First of all, we segmented the texts of the main structural quality issues of the construction projects that have been collected; at the same time, phrases annotated with text and have no significant effect on text content such as “existence,” “partiality,” “one layer,” “parts,” “individual,” “serious,” and “phenomenon” are filtered out; the phrases with the frequency of 50 times or more (see Table 4) are the abbreviations for the locations and problems of common quality problems in the construction process.

3.3. Word Cloud Visual Analysis

Loading a custom dictionary into the R language enables text segmentation based on dictionary matching. By introducing the word segmentation results into the ROSTCM 6.0 software for word frequency statistics, the text of the subject structure quality problem is finally visualized in the form of a word cloud. For all phrases in the entire text set, word cloud expressions can display rich text information [21]. The word cloud reflects the word frequency in text size and assists in the display of colors to distinguish phrases with different frequency ranges. For word frequency statistics, in the R language, by using the wordcloud2 function for word cloud drawing (see Figure 4), the wordcloud2 function can achieve the interface of the output results, and the mouse is placed on the phrase, and the frequency of occurrence of the phrase will automatically pop up.

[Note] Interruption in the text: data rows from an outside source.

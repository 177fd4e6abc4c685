use anyhow::Result;

use crate::commands::table_rows;
use crate::config::AppContext;
use crate::utils::term::{or_dash, print_table};

pub fn count(ctx: &AppContext) -> Result<()> {
  anstream::println!("{}", ctx.servald.peer_count()?);
  Ok(())
}

pub fn list(ctx: &AppContext) -> Result<()> {
  let listing = ctx.servald.id_peers_collect()?;
  let rows = table_rows(listing.rows, |peer| vec![or_dash(peer.sid.as_ref())]);
  print_table(&["SID"], &rows);
  Ok(())
}
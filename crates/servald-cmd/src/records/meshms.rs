use crate::coerce::identifier;
use crate::engine::Value;
use crate::error::ConversionError;
use crate::ids::SubscriberId;
use crate::rows::Record;

/// One row of `meshms list conversations`.
#[derive(Debug, Clone, Default, PartialEq, Eq)]
pub struct Conversation {
  pub id: i64,
  pub recipient: Option<SubscriberId>,
  pub read: Option<String>,
  pub last_message: i64,
  pub read_offset: i64,
}

impl Record for Conversation {
  fn put(&mut self, column: &str, value: Value<'_>) -> Result<(), ConversionError> {
    match (column, value) {
      ("_id", Value::Integer(v)) => self.id = v,
      ("recipient", Value::Binary(_) | Value::Text(_)) => {
        if let Some(sid) = identifier(column, value)? {
          self.recipient = Some(sid);
        }
      }
      ("read", Value::Text(v)) => self.read = Some(v.to_string()),
      ("last_message", Value::Integer(v)) => self.last_message = v,
      ("read_offset", Value::Integer(v)) => self.read_offset = v,
      _ => {}
    }
    Ok(())
  }
}

/// One row of `meshms list messages`.
#[derive(Debug, Clone, Default, PartialEq, Eq)]
pub struct Message {
  pub id: i64,
  pub offset: i64,
  /// Direction/state marker as printed by servald (`>`, `<`, `ACK`, ...).
  pub kind: Option<String>,
  pub message: Option<String>,
}

impl Record for Message {
  fn put(&mut self, column: &str, value: Value<'_>) -> Result<(), ConversionError> {
    match (column, value) {
      ("_id", Value::Integer(v)) => self.id = v,
      ("offset", Value::Integer(v)) => self.offset = v,
      ("type", Value::Text(v)) => self.kind = Some(v.to_string()),
      ("message", Value::Text(v)) => self.message = Some(v.to_string()),
      _ => {}
    }
    Ok(())
  }
}

#[cfg(test)]
mod tests {
  use super::*;

  #[test]
  fn conversation_from_columns() -> Result<(), ConversionError> {
    let mut c = Conversation::default();
    c.put_integer("_id", 3)?;
    c.put_binary("recipient", &[0x42; 32])?;
    c.put_text("read", "unread")?;
    c.put_integer("last_message", 120)?;
    c.put_integer("read_offset", 80)?;
    assert_eq!(c.id, 3);
    assert_eq!(c.recipient.map(|r| r.as_bytes()[0]), Some(0x42));
    assert_eq!(c.read.as_deref(), Some("unread"));
    assert_eq!((c.last_message, c.read_offset), (120, 80));
    Ok(())
  }

  #[test]
  fn short_recipient_is_a_diagnostic() {
    let mut c = Conversation::default();
    assert!(c.put_binary("recipient", &[0x42; 31]).is_err());
    assert_eq!(c.recipient, None);
  }

  #[test]
  fn message_type_and_text() -> Result<(), ConversionError> {
    let mut m = Message::default();
    m.put_integer("_id", 1)?;
    m.put_integer("offset", 64)?;
    m.put_text("type", ">")?;
    m.put_text("message", "hello")?;
    m.put_integer("timestamp", 5)?;
    assert_eq!(
      m,
      Message {
        id: 1,
        offset: 64,
        kind: Some(">".into()),
        message: Some("hello".into()),
      }
    );
    Ok(())
  }
}
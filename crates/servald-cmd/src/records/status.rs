use crate::coerce::{narrow_i32, narrow_u16, parse_number};
use crate::engine::Value;
use crate::error::ConversionError;
use crate::rows::Record;

/// Server state reported by `start`, `stop` and `status`.
#[derive(Debug, Clone, Default, PartialEq, Eq)]
pub struct ServerStatus {
  pub pid: i32,
  pub tries: i32,
  pub instance_path: Option<String>,
  pub status: Option<String>,
  pub mdp_inet_port: u16,
  pub http_port: u16,
}

impl Record for ServerStatus {
  fn put(&mut self, column: &str, value: Value<'_>) -> Result<(), ConversionError> {
    match (column, value) {
      ("pid", Value::Integer(v)) => self.pid = narrow_i32(v),
      ("tries", Value::Integer(v)) => self.tries = narrow_i32(v),
      ("instancepath", Value::Text(v)) => self.instance_path = Some(v.to_string()),
      ("status", Value::Text(v)) => self.status = Some(v.to_string()),
      ("mdp_inet_port", Value::Text(v)) => {
        self.mdp_inet_port = narrow_u16(parse_number(column, v)?);
      }
      ("mdp_inet_port", Value::Integer(v)) => self.mdp_inet_port = narrow_u16(v),
      ("http_port", Value::Text(v)) => {
        self.http_port = narrow_u16(parse_number(column, v)?);
      }
      ("http_port", Value::Integer(v)) => self.http_port = narrow_u16(v),
      _ => {}
    }
    Ok(())
  }
}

The word cloud can demonstrate the key summary of quality problems in the process of construction project quality management. It mainly reflects issues in two aspects. First, the distribution of high-frequency phrases is used to identify the hot spots of quality issues. By counting the changes of high-frequency words over time and identifying the trend of changes in quality, we can, to a large extent, reflect the remediation of existing quality defects and identify new emerging quality problems. This has a great role in guiding the development of quality management of construction projects. Second, the monitoring of low-frequency phrases can reveal the emerging quality of construction technology and the quality problems that are gradually exposed during its application. For the early detection of new quality problems, the prevention of the quality of new technologies is of great benefit.

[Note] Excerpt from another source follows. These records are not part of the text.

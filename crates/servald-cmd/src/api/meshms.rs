use crate::engine::Engine;
use crate::error::Result;
use crate::ids::SubscriberId;
use crate::invoker::{CommandResult, Listing, ServalD, Streamed};
use crate::records::{Conversation, Message};
use crate::rows::Row;

#[must_use]
pub fn list_conversations_args(sender: &SubscriberId, offset: u64, limit: u64) -> Vec<String> {
  vec![
    "meshms".into(),
    "list".into(),
    "conversations".into(),
    sender.to_hex(),
    offset.to_string(),
    limit.to_string(),
  ]
}

#[must_use]
pub fn list_messages_args(sender: &SubscriberId, recipient: &SubscriberId) -> Vec<String> {
  vec![
    "meshms".into(),
    "list".into(),
    "messages".into(),
    sender.to_hex(),
    recipient.to_hex(),
  ]
}

#[must_use]
pub fn send_message_args(sender: &SubscriberId, recipient: &SubscriberId, text: &str) -> Vec<String> {
  vec![
    "meshms".into(),
    "send".into(),
    "message".into(),
    sender.to_hex(),
    recipient.to_hex(),
    text.to_string(),
  ]
}

#[must_use]
pub fn read_messages_args(
  sender: &SubscriberId,
  recipient: &SubscriberId,
  offset: Option<u64>,
) -> Vec<String> {
  let mut args = vec![
    "meshms".into(),
    "read".into(),
    "messages".into(),
    sender.to_hex(),
    recipient.to_hex(),
  ];
  if let Some(offset) = offset {
    args.push(offset.to_string());
  }
  args
}

impl<E: Engine> ServalD<E> {
  pub fn list_conversations(
    &self,
    sender: &SubscriberId,
    offset: u64,
    limit: u64,
    handler: impl FnMut(Row<Conversation>),
  ) -> Result<Streamed> {
    self.stream(
      Conversation::default,
      &list_conversations_args(sender, offset, limit),
      handler,
    )
  }

  pub fn list_conversations_collect(
    &self,
    sender: &SubscriberId,
    offset: u64,
    limit: u64,
  ) -> Result<Listing<Conversation>> {
    self.collect(
      Conversation::default,
      &list_conversations_args(sender, offset, limit),
    )
  }

  pub fn list_messages(
    &self,
    sender: &SubscriberId,
    recipient: &SubscriberId,
    handler: impl FnMut(Row<Message>),
  ) -> Result<Streamed> {
    self.stream(
      Message::default,
      &list_messages_args(sender, recipient),
      handler,
    )
  }

  pub fn list_messages_collect(
    &self,
    sender: &SubscriberId,
    recipient: &SubscriberId,
  ) -> Result<Listing<Message>> {
    self.collect(Message::default, &list_messages_args(sender, recipient))
  }

  pub fn send_message(
    &self,
    sender: &SubscriberId,
    recipient: &SubscriberId,
    text: &str,
  ) -> Result<CommandResult> {
    self.run(send_message_args(sender, recipient, text))
  }

  /// Marks messages as read, up to `offset` when given, otherwise all of them.
  pub fn read_messages(
    &self,
    sender: &SubscriberId,
    recipient: &SubscriberId,
    offset: Option<u64>,
  ) -> Result<CommandResult> {
    self.run(read_messages_args(sender, recipient, offset))
  }
}

#[cfg(test)]
mod tests {
  use super::*;

  #[test]
  fn read_offset_is_optional() {
    let a = SubscriberId::from([1; 32]);
    let b = SubscriberId::from([2; 32]);
    assert_eq!(read_messages_args(&a, &b, None).len(), 5);
    let args = read_messages_args(&a, &b, Some(640));
    assert_eq!(args.last().map(String::as_str), Some("640"));
  }

  #[test]
  fn conversation_paging_is_positional() {
    let a = SubscriberId::from([1; 32]);
    let args = list_conversations_args(&a, 0, 20);
    assert_eq!(&args[4..], ["0", "20"]);
  }
}
use std::fs;
use std::path::{Path, PathBuf};

use anyhow::Result;
use serial_test::serial;
use tempfile::Builder;

use servald_cmd::DecodePolicy;
use servald_cmd::config::{TRANSCRIPT_ENV, load_config};
mod common;

fn write_global(xdg_root: &Path, body: &str) -> Result<()> {
  let global_dir = xdg_root.join("servald-cmd");
  fs::create_dir_all(&global_dir)?;
  fs::write(global_dir.join("servald-cmd.toml"), body)?;
  Ok(())
}

fn write_project(dir: &Path, body: &str) -> Result<()> {
  let project_dir = dir.join(".servald");
  fs::create_dir_all(&project_dir)?;
  fs::write(project_dir.join("servald-cmd.toml"), body)?;
  Ok(())
}

#[test]
#[serial]
fn defaults_only() -> Result<()> {
  let dir = Builder::new().tempdir_in(common::tmp_root())?;
  let xdg_root = Builder::new().tempdir_in(common::tmp_root())?;
  temp_env::with_var(
    "XDG_CONFIG_HOME",
    Some(xdg_root.path().as_os_str()),
    || -> Result<()> {
      let cfg = load_config(dir.path())?;
      assert_eq!(cfg.decode.policy, DecodePolicy::Lenient);
      assert_eq!(cfg.dna.lookup_timeout_secs, 5);
      assert_eq!(cfg.rhizome.list_limit, 0);
      assert!(cfg.engine.transcript.is_none());
      Ok(())
    },
  )?;
  Ok(())
}

#[test]
#[serial]
fn global_override_takes_precedence_over_defaults() -> Result<()> {
  let dir = Builder::new().tempdir_in(common::tmp_root())?;
  let xdg_root = Builder::new().tempdir_in(common::tmp_root())?;
  temp_env::with_var(
    "XDG_CONFIG_HOME",
    Some(xdg_root.path().as_os_str()),
    || -> Result<()> {
      write_global(
        xdg_root.path(),
        "[decode]\npolicy = \"abort_row\"\n\n[dna]\nlookup_timeout_secs = 9\n",
      )?;

      let cfg = load_config(dir.path())?;
      assert_eq!(cfg.decode.policy, DecodePolicy::AbortRow);
      assert_eq!(cfg.dna.lookup_timeout_secs, 9);
      // untouched sections keep their defaults
      assert_eq!(cfg.rhizome.list_limit, 0);
      Ok(())
    },
  )?;
  Ok(())
}

#[test]
#[serial]
fn project_override_wins_over_global() -> Result<()> {
  let dir = Builder::new().tempdir_in(common::tmp_root())?;
  let xdg_root = Builder::new().tempdir_in(common::tmp_root())?;
  temp_env::with_var(
    "XDG_CONFIG_HOME",
    Some(xdg_root.path().as_os_str()),
    || -> Result<()> {
      write_global(
        xdg_root.path(),
        "[dna]\nlookup_timeout_secs = 9\n\n[rhizome]\nlist_limit = 50\n",
      )?;
      write_project(dir.path(), "[dna]\nlookup_timeout_secs = 2\n")?;

      let cfg = load_config(dir.path())?;
      assert_eq!(cfg.dna.lookup_timeout_secs, 2);
      assert_eq!(cfg.rhizome.list_limit, 50);
      Ok(())
    },
  )?;
  Ok(())
}

#[test]
#[serial]
fn invalid_project_toml_names_the_file() -> Result<()> {
  let dir = Builder::new().tempdir_in(common::tmp_root())?;
  let xdg_root = Builder::new().tempdir_in(common::tmp_root())?;
  write_project(dir.path(), "[dna]\nlookup_timeout_secs = ")?;
  temp_env::with_var("XDG_CONFIG_HOME", Some(xdg_root.path().as_os_str()), || {
    let err = load_config(dir.path()).expect_err("broken TOML");
    let msg = format!("{err:#}");
    assert!(msg.contains("invalid TOML"), "{msg}");
    assert!(msg.contains("servald-cmd.toml"), "{msg}");
  });
  Ok(())
}

#[test]
#[serial]
fn unknown_policy_fails_to_parse() -> Result<()> {
  let dir = Builder::new().tempdir_in(common::tmp_root())?;
  let xdg_root = Builder::new().tempdir_in(common::tmp_root())?;
  write_project(dir.path(), "[decode]\npolicy = \"strict\"\n")?;
  temp_env::with_var("XDG_CONFIG_HOME", Some(xdg_root.path().as_os_str()), || {
    assert!(load_config(dir.path()).is_err());
  });
  Ok(())
}

#[test]
#[serial]
fn transcript_precedence() -> Result<()> {
  let dir = Builder::new().tempdir_in(common::tmp_root())?;
  let xdg_root = Builder::new().tempdir_in(common::tmp_root())?;
  write_project(dir.path(), "[engine]\ntranscript = \"from-config.toml\"\n")?;
  temp_env::with_vars(
    [
      ("XDG_CONFIG_HOME", Some(xdg_root.path().display().to_string())),
      (TRANSCRIPT_ENV, None),
    ],
    || -> Result<()> {
      let cfg = load_config(dir.path())?;
      assert_eq!(
        cfg.transcript_path(None),
        Some(PathBuf::from("from-config.toml"))
      );

      temp_env::with_var(TRANSCRIPT_ENV, Some("from-env.toml"), || {
        assert_eq!(
          cfg.transcript_path(None),
          Some(PathBuf::from("from-env.toml"))
        );
        assert_eq!(
          cfg.transcript_path(Some(Path::new("explicit.toml"))),
          Some(PathBuf::from("explicit.toml"))
        );
      });
      Ok(())
    },
  )?;
  Ok(())
}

It can be seen from Figure 4 that there are many problems in the quality of components and parts such as walls, structural columns, and structural columns. Among them, the quality problems of the rebar project are the most prominent. The problems are mainly stirrups, main bars, pull hooks, and pull-reinforced bars. The problems are concentrated on the rebar processing (lack of length, etc.), connections (banding, welding, especially electroslag pressure welding, and thread connection), and installation (anchors, anchorages, reinforcing bars, spacers, spacing, and joint locations). Secondly, the problems of pouring and appearance (honeycomb, pockmark, ribs, and holes) in the concrete subproject are prominent; the main problem in the subproject of the formwork is the installation of the formwork including the support system (rack, pole, and spell sewing) and demolition process.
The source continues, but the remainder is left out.